## Instructions for the task
Once more, print the records exactly as given.

──────────────────────────────

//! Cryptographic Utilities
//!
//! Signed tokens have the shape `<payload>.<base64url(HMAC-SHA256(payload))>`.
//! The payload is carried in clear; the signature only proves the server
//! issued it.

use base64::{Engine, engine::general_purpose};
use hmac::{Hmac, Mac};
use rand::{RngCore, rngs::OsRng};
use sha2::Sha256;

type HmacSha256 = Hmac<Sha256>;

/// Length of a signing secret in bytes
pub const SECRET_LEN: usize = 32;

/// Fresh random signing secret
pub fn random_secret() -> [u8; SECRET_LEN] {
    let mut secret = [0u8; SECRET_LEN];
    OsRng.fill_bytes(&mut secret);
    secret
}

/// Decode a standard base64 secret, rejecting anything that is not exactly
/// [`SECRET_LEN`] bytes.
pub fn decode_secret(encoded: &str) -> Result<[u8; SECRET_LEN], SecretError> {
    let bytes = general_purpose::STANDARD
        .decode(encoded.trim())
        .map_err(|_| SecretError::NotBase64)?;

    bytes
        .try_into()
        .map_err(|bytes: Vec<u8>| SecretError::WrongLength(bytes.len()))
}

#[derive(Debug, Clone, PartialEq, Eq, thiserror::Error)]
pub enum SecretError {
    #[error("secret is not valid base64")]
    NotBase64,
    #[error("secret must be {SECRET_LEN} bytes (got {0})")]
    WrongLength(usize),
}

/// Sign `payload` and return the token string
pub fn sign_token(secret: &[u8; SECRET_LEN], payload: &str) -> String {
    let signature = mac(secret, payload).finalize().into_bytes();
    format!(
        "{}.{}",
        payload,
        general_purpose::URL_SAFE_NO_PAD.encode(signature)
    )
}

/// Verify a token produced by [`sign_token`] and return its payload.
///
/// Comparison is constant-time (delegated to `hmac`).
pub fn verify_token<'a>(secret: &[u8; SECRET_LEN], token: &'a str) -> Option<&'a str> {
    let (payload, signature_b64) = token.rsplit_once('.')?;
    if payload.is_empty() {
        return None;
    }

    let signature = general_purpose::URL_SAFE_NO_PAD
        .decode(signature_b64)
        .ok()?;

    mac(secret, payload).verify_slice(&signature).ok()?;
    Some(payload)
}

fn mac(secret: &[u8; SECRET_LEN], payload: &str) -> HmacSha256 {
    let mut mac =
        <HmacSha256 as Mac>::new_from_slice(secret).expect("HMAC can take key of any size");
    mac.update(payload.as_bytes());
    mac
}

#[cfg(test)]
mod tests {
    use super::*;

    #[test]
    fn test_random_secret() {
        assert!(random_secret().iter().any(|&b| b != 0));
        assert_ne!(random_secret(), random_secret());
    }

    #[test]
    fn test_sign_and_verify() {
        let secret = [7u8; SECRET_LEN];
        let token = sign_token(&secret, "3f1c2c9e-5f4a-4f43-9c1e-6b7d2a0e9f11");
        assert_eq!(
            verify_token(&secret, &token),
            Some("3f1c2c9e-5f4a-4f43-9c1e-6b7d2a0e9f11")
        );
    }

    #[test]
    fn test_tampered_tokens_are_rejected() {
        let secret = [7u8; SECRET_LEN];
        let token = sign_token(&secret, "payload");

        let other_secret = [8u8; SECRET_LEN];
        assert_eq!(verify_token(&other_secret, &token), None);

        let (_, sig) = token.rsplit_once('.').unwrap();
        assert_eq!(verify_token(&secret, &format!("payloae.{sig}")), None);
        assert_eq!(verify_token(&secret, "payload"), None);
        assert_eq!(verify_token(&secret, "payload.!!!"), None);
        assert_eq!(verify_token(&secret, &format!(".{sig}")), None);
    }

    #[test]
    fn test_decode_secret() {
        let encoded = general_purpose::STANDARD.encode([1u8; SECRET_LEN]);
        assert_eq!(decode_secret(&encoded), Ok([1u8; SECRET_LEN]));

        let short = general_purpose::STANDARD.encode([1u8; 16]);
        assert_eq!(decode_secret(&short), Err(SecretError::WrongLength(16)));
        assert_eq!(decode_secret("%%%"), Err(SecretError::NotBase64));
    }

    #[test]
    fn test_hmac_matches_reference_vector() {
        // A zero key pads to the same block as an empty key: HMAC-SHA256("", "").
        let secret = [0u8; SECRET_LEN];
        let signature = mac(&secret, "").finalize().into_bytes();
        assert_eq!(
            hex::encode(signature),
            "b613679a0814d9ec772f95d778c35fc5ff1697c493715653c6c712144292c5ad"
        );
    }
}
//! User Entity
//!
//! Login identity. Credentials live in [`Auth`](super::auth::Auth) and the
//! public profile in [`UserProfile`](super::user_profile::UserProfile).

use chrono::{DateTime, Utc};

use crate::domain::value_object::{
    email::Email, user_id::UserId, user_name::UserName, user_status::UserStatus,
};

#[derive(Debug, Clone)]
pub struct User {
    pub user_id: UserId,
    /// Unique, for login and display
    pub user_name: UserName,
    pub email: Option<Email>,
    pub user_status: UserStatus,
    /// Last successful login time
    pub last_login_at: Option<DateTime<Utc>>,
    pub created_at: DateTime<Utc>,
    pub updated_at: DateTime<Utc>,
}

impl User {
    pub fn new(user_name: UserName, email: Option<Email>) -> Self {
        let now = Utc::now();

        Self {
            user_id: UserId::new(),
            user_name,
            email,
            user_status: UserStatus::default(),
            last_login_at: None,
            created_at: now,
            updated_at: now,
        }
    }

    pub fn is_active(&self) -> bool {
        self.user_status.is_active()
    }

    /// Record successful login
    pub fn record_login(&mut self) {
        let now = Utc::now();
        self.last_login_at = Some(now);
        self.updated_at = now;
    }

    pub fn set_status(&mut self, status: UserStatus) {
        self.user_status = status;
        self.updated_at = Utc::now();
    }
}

──────────────────────────────

## Response area
//! Cryptographic Utilities
//!
//! Signed tokens have the shape `<payload>.<base64url(HMAC-SHA256(payload))>`.
//! The payload is carried in clear; the signature only proves the server
//! issued it.

use base64::{Engine, engine::general_purpose};
use hmac::{Hmac, Mac};
use rand::{RngCore, rngs::OsRng};
use sha2::Sha256;

type HmacSha256 = Hmac<Sha256>;

/// Length of a signing secret in bytes
pub const SECRET_LEN: usize = 32;

/// Fresh random signing secret
pub fn random_secret() -> [u8; SECRET_LEN] {
    let mut secret = [0u8; SECRET_LEN];
    OsRng.fill_bytes(&mut secret);
    secret
}

/// Decode a standard base64 secret, rejecting anything that is not exactly
/// [`SECRET_LEN`] bytes.
pub fn decode_secret(encoded: &str) -> Result<[u8; SECRET_LEN], SecretError> {
    let bytes = general_purpose::STANDARD
        .decode(encoded.trim())
        .map_err(|_| SecretError::NotBase64)?;

    bytes
        .try_into()
        .map_err(|bytes: Vec<u8>| SecretError::WrongLength(bytes.len()))
}

#[derive(Debug, Clone, PartialEq, Eq, thiserror::Error)]
pub enum SecretError {
    #[error("secret is not valid base64")]
    NotBase64,
    #[error("secret must be {SECRET_LEN} bytes (got {0})")]
    WrongLength(usize),
}

/// Sign `payload` and return the token string
pub fn sign_token(secret: &[u8; SECRET_LEN], payload: &str) -> String {
    let signature = mac(secret, payload).finalize().into_bytes();
    format!(
        "{}.{}",
        payload,
        general_purpose::URL_SAFE_NO_PAD.encode(signature)
    )
}

/// Verify a token produced by [`sign_token`] and return its payload.
///
/// Comparison is constant-time (delegated to `hmac`).
pub fn verify_token<'a>(secret: &[u8; SECRET_LEN], token: &'a str) -> Option<&'a str> {
    let (payload, signature_b64) = token.rsplit_once('.')?;
    if payload.is_empty() {
        return None;
    }

    let signature = general_purpose::URL_SAFE_NO_PAD
        .decode(signature_b64)
        .ok()?;

    mac(secret, payload).verify_slice(&signature).ok()?;
    Some(payload)
}

fn mac(secret: &[u8; SECRET_LEN], payload: &str) -> HmacSha256 {
    let mut mac =
        <HmacSha256 as Mac>::new_from_slice(secret).expect("HMAC can take key of any size");
    mac.update(payload.as_bytes());
    mac
}

#[cfg(test)]
mod tests {
    use super::*;

    #[test]
    fn test_random_secret() {
        assert!(random_secret().iter().any(|&b| b != 0));
        assert_ne!(random_secret(), random_secret());
    }

    #[test]
    fn test_sign_and_verify() {
        let secret = [7u8; SECRET_LEN];
        let token = sign_token(&secret, "3f1c2c9e-5f4a-4f43-9c1e-6b7d2a0e9f11");
        assert_eq!(
            verify_token(&secret, &token),
            Some("3f1c2c9e-5f4a-4f43-9c1e-6b7d2a0e9f11")
        );
    }

    #[test]
    fn test_tampered_tokens_are_rejected() {
        let secret = [7u8; SECRET_LEN];
        let token = sign_token(&secret, "payload");

        let other_secret = [8u8; SECRET_LEN];
        assert_eq!(verify_token(&other_secret, &token), None);

        let (_, sig) = token.rsplit_once('.').unwrap();
        assert_eq!(verify_token(&secret, &format!("payloae.{sig}")), None);
        assert_eq!(verify_token(&secret, "payload"), None);
        assert_eq!(verify_token(&secret, "payload.!!!"), None);
        assert_eq!(verify_token(&secret, &format!(".{sig}")), None);
    }

    #[test]
    fn test_decode_secret() {
        let encoded = general_purpose::STANDARD.encode([1u8; SECRET_LEN]);
        assert_eq!(decode_secret(&encoded), Ok([1u8; SECRET_LEN]));

        let short = general_purpose::STANDARD.encode([1u8; 16]);
        assert_eq!(decode_secret(&short), Err(SecretError::WrongLength(16)));
        assert_eq!(decode_secret("%%%"), Err(SecretError::NotBase64));
    }

    #[test]
    fn test_hmac_matches_reference_vector() {
        // A zero key pads to the same block as an empty key: HMAC-SHA256("", "").
        let secret = [0u8; SECRET_LEN];
        let signature = mac(&secret, "").finalize().into_bytes();
        assert_eq!(
            hex::encode(signature),
            "b613679a0814d9ec772f95d778c35fc5ff1697c493715653c6c712144292c5ad"
        );
    }
}
//! User Entity
//!
//! Login identity. Credentials live in [`Auth`](super::auth::Auth) and the
//! public profile in [`UserProfile`](super::user_profile::UserProfile).

use chrono::{DateTime, Utc};

use crate::domain::value_object::{
    email::Email, user_id::UserId, user_name::UserName, user_status::UserStatus,
};

#[derive(Debug, Clone)]
pub struct User {
    pub user_id: UserId,
    /// Unique, for login and display
    pub user_name: UserName,
    pub email: Option<Email>,
    pub user_status: UserStatus,
    /// Last successful login time
    pub last_login_at: Option<DateTime<Utc>>,
    pub created_at: DateTime<Utc>,
    pub updated_at: DateTime<Utc>,
}

impl User {
    pub fn new(user_name: UserName, email: Option<Email>) -> Self {
        let now = Utc::now();

        Self {
            user_id: UserId::new(),
            user_name,
            email,
            user_status: UserStatus::default(),
            last_login_at: None,
            created_at: now,
            updated_at: now,
        }
    }

    pub fn is_active(&self) -> bool {
        self.user_status.is_active()
    }

    /// Record successful login
    pub fn record_login(&mut self) {
        let now = Utc::now();
        self.last_login_at = Some(now);
        self.updated_at = now;
    }

    pub fn set_status(&mut self, status: UserStatus) {
        self.user_status = status;
        self.updated_at = Utc::now();
    }
}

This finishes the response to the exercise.